(Stored data)
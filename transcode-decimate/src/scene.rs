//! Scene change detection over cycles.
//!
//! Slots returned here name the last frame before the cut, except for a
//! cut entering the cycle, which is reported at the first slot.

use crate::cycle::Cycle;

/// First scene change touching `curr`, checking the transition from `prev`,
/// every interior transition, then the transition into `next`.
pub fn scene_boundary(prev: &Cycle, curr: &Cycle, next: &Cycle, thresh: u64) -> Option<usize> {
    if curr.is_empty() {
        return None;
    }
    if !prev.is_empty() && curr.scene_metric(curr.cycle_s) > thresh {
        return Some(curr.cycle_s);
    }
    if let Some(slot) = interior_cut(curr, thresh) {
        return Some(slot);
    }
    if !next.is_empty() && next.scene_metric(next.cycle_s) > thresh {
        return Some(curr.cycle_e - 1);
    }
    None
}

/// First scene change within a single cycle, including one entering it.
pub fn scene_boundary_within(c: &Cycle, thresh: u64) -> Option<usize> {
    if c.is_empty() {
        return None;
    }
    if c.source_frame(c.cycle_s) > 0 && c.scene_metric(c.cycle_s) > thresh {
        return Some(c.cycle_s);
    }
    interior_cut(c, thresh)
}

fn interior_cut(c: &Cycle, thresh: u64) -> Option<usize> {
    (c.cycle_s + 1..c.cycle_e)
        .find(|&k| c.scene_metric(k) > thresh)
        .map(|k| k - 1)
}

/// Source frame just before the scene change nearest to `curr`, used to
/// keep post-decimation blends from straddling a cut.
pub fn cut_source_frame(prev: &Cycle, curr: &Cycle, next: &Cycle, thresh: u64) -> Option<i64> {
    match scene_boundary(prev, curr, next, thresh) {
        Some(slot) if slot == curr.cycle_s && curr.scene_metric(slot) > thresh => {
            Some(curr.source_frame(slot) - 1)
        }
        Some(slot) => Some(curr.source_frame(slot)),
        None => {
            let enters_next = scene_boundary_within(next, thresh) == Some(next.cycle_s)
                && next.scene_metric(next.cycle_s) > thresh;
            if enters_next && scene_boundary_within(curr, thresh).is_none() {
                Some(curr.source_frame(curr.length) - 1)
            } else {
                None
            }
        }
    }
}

==

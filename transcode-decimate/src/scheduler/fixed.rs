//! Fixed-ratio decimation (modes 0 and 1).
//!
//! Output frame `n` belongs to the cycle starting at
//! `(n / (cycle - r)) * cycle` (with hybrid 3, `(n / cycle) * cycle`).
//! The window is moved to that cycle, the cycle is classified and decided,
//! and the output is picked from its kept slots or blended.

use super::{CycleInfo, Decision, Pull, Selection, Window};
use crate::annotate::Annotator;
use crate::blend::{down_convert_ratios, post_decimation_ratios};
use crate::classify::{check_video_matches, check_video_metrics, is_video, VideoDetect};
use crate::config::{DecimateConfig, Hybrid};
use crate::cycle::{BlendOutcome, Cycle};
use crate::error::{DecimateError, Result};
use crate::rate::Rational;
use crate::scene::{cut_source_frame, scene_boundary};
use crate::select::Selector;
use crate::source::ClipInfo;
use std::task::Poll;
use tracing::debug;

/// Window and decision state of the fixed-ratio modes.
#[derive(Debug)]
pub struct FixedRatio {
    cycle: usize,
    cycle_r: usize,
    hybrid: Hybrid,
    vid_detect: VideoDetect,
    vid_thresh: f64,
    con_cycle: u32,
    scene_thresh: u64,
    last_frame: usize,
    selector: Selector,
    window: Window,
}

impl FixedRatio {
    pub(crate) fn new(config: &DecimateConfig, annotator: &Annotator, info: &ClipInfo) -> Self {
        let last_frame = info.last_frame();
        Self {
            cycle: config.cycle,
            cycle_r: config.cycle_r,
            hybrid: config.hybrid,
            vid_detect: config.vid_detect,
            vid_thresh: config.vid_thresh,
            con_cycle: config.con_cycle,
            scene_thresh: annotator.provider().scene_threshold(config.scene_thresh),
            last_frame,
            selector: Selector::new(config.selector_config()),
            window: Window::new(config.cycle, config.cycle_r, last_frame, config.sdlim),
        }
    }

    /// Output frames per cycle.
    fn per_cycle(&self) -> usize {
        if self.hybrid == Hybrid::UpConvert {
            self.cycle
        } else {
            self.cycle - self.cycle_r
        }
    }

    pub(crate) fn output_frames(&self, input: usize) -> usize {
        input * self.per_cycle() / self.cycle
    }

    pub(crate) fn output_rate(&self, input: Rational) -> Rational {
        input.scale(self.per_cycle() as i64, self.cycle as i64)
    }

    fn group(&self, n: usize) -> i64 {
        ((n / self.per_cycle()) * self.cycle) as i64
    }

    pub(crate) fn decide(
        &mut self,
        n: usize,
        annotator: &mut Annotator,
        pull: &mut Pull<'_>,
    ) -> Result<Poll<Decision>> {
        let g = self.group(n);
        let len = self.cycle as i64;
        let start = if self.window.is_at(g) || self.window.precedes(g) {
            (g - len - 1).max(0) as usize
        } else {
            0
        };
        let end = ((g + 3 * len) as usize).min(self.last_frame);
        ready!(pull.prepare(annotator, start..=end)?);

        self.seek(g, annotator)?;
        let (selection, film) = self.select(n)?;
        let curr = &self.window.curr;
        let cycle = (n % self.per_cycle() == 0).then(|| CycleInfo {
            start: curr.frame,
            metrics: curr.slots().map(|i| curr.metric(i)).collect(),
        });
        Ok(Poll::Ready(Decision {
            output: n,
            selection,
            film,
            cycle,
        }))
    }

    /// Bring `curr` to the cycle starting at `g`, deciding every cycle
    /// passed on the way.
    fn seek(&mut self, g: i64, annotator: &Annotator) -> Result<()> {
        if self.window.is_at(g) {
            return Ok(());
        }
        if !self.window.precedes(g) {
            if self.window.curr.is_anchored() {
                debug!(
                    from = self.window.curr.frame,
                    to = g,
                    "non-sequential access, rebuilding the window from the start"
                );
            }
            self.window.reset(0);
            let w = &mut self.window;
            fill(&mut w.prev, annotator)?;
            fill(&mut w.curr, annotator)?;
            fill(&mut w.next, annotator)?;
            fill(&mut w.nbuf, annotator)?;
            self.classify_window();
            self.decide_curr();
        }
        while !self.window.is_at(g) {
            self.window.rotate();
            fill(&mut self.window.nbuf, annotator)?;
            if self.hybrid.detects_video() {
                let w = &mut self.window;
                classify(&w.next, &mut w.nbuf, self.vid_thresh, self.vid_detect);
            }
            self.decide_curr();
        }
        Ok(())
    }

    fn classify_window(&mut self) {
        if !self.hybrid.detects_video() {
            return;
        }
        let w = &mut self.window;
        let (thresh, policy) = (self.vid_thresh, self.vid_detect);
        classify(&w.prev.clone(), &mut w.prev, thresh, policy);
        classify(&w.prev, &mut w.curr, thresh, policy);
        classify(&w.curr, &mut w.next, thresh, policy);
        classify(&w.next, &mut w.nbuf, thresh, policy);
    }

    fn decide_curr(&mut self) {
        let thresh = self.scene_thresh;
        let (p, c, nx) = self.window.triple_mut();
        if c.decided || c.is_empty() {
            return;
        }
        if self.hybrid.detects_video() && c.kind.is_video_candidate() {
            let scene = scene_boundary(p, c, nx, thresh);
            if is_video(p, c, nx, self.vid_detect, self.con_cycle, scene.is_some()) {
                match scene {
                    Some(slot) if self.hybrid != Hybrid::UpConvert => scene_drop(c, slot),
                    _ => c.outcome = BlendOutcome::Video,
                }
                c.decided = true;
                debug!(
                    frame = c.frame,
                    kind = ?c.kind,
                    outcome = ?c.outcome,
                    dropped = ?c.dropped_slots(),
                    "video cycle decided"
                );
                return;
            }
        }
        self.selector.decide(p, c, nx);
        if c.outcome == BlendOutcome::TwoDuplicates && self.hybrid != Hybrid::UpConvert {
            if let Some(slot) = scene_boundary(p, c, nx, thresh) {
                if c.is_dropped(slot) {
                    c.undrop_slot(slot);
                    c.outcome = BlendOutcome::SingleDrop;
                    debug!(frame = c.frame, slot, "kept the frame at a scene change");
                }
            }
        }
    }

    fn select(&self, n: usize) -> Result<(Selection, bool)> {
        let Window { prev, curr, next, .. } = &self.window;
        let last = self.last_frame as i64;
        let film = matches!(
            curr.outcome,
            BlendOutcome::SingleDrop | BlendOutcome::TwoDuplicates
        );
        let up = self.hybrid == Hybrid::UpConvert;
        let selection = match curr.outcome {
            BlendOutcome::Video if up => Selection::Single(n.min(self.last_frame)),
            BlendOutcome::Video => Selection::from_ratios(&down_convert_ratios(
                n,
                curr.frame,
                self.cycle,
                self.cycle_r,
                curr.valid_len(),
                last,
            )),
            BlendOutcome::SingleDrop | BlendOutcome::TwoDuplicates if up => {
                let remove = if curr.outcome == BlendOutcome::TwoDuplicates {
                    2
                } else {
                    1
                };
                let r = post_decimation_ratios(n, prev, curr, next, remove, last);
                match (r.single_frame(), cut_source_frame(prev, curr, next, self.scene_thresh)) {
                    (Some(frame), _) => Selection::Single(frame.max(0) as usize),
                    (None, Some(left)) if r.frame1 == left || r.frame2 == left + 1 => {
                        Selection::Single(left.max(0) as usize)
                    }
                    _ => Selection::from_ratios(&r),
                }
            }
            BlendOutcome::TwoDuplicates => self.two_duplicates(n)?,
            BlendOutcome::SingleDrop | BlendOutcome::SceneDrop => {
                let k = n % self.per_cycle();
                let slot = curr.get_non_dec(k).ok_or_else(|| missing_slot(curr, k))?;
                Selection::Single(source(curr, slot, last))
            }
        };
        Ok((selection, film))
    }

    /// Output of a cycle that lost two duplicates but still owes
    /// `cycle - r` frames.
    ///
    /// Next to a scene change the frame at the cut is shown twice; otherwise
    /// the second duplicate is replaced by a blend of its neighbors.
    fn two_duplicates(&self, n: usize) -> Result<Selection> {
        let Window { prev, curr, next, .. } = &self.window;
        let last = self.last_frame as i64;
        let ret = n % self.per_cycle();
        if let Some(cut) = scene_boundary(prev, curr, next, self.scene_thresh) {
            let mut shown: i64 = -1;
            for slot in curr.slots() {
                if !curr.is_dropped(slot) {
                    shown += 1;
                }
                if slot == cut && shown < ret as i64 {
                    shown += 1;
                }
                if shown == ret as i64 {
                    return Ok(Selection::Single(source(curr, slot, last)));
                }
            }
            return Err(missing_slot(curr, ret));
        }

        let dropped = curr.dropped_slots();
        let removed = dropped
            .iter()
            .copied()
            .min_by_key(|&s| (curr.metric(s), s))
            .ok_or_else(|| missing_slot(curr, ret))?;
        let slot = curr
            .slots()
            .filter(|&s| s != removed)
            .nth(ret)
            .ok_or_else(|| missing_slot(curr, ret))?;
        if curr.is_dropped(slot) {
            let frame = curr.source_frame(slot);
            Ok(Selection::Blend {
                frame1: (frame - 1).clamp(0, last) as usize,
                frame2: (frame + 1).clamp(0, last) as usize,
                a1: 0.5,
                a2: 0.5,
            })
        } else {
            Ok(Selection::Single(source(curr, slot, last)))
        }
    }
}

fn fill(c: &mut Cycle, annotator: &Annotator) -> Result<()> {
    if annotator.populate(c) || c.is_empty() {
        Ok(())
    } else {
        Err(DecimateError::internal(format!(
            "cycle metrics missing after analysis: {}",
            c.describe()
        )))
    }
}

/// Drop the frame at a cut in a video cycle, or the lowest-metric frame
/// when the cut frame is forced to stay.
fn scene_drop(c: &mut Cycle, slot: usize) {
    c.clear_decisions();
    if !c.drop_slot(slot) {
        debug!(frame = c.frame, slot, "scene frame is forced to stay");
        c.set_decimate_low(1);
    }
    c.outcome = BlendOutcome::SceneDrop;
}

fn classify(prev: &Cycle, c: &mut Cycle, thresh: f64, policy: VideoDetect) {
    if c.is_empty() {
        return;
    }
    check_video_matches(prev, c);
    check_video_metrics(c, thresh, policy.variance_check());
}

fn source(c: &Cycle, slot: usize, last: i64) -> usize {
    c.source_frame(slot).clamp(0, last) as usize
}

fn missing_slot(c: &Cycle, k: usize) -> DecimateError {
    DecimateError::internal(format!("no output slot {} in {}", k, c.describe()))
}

---

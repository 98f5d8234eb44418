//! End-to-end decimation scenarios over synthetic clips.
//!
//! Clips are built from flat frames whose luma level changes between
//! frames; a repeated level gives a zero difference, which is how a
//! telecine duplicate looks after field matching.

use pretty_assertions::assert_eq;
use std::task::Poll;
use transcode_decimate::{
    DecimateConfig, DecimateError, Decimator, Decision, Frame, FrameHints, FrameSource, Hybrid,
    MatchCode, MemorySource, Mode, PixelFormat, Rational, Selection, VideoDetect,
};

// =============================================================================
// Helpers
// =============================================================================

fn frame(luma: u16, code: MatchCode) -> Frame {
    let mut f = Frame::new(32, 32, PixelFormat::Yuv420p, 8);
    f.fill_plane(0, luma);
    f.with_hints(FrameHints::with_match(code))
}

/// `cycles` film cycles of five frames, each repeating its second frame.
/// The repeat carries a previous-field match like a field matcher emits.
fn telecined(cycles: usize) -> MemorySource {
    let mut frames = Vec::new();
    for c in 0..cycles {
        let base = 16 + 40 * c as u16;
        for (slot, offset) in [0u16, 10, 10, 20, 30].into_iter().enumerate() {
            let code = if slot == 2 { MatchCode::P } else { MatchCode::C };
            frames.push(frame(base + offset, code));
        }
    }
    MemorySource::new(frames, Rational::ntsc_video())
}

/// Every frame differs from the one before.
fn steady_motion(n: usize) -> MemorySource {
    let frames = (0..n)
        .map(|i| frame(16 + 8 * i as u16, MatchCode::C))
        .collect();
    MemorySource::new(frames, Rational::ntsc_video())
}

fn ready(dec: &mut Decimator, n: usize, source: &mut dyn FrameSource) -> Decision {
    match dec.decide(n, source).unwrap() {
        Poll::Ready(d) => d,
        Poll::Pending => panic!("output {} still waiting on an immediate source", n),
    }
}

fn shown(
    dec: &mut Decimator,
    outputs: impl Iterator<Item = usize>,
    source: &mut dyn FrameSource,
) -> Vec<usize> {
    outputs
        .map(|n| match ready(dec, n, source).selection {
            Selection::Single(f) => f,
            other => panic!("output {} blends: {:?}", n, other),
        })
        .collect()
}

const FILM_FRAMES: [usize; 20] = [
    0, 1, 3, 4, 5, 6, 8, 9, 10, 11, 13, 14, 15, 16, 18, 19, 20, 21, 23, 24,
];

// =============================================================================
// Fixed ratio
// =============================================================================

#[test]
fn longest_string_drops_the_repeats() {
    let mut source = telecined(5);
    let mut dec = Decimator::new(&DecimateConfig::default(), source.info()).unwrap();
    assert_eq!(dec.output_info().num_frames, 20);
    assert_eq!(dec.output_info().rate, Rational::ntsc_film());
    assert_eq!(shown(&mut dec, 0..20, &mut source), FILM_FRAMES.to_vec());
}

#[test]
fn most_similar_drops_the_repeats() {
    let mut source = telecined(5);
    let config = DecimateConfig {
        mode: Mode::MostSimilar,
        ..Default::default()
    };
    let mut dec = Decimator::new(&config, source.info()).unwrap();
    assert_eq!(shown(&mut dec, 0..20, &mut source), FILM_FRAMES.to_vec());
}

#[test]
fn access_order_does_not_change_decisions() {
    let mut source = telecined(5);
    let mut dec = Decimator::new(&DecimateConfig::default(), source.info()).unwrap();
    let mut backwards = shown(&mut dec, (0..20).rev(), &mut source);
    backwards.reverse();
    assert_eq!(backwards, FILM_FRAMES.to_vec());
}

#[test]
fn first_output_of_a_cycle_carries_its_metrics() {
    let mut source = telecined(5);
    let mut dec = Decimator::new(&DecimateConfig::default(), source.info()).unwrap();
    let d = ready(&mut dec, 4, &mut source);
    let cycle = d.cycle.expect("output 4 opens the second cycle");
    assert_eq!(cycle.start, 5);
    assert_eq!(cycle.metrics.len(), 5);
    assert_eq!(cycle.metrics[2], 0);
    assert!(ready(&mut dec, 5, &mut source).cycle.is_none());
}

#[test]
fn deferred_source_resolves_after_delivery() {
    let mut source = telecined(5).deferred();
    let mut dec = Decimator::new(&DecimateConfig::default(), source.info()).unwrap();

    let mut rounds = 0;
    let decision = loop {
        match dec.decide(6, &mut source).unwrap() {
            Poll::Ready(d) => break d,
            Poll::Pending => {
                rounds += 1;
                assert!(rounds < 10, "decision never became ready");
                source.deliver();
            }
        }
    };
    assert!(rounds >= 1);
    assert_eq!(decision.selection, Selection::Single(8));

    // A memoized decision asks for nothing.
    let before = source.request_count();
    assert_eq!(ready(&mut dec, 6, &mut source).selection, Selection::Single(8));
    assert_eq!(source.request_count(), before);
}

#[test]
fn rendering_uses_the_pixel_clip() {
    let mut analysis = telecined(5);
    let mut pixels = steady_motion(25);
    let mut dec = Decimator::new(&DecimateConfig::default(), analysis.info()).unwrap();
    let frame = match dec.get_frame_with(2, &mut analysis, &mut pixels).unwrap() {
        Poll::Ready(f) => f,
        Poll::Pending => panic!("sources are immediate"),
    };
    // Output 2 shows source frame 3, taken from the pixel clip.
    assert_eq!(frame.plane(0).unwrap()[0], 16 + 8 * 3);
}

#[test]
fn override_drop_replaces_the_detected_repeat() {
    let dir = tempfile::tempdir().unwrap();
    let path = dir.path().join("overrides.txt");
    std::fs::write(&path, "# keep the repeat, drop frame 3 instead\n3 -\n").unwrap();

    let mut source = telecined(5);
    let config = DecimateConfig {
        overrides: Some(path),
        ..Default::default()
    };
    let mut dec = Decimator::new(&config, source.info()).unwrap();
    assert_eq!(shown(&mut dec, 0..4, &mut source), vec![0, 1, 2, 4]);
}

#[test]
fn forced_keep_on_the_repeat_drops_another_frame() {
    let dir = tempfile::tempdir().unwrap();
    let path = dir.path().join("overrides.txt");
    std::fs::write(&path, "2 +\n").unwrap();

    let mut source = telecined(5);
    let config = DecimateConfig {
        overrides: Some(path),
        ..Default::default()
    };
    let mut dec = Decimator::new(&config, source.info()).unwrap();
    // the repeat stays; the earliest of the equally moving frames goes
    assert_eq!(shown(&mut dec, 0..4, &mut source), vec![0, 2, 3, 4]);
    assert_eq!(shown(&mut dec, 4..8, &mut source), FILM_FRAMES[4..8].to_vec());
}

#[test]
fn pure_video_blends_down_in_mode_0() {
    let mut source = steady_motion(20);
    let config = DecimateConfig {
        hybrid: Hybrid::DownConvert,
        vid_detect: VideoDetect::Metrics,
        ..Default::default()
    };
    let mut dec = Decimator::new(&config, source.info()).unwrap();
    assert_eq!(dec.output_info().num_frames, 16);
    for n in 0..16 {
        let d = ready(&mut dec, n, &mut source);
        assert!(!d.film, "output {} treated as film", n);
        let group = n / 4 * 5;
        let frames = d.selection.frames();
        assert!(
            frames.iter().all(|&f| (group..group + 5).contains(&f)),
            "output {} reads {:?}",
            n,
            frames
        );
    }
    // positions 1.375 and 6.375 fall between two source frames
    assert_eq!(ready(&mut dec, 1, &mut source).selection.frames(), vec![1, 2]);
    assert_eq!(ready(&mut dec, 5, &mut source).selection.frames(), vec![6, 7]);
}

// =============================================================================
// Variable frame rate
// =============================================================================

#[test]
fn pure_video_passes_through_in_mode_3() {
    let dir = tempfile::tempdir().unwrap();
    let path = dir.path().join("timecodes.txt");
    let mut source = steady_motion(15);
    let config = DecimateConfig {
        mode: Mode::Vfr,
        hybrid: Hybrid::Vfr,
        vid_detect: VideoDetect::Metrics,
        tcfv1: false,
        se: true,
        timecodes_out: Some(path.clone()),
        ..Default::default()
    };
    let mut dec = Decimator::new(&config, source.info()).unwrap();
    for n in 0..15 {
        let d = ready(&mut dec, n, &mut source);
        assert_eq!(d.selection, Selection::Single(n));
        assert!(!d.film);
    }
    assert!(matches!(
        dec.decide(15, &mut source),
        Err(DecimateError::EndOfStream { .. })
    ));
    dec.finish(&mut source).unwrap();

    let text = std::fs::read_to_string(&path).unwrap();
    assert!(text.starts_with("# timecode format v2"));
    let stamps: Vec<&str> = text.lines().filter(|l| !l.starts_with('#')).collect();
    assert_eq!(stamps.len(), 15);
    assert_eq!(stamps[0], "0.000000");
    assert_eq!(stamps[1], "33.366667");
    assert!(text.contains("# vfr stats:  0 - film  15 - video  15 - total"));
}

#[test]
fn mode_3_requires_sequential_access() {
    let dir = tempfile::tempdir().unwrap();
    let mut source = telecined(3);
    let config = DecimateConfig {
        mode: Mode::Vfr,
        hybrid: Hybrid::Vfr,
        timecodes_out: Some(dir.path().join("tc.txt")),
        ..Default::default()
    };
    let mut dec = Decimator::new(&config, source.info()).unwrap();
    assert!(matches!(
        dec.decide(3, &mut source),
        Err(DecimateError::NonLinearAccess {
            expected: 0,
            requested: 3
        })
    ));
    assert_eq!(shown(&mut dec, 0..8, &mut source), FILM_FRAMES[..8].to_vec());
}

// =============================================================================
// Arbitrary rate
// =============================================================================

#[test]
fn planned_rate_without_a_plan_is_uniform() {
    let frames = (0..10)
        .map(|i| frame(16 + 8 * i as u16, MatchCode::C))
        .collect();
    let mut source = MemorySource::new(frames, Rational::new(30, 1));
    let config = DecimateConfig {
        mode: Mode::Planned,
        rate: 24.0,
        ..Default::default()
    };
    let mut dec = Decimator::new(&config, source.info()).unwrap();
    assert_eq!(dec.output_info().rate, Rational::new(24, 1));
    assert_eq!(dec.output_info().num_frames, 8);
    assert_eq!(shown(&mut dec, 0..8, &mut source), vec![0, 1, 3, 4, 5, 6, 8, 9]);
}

* [Problem requirements]: Whenever a line of the entries contains the string "removed", copy that line.

* [Output of the task]:
        let removed = dropped
            .filter(|&s| s != removed)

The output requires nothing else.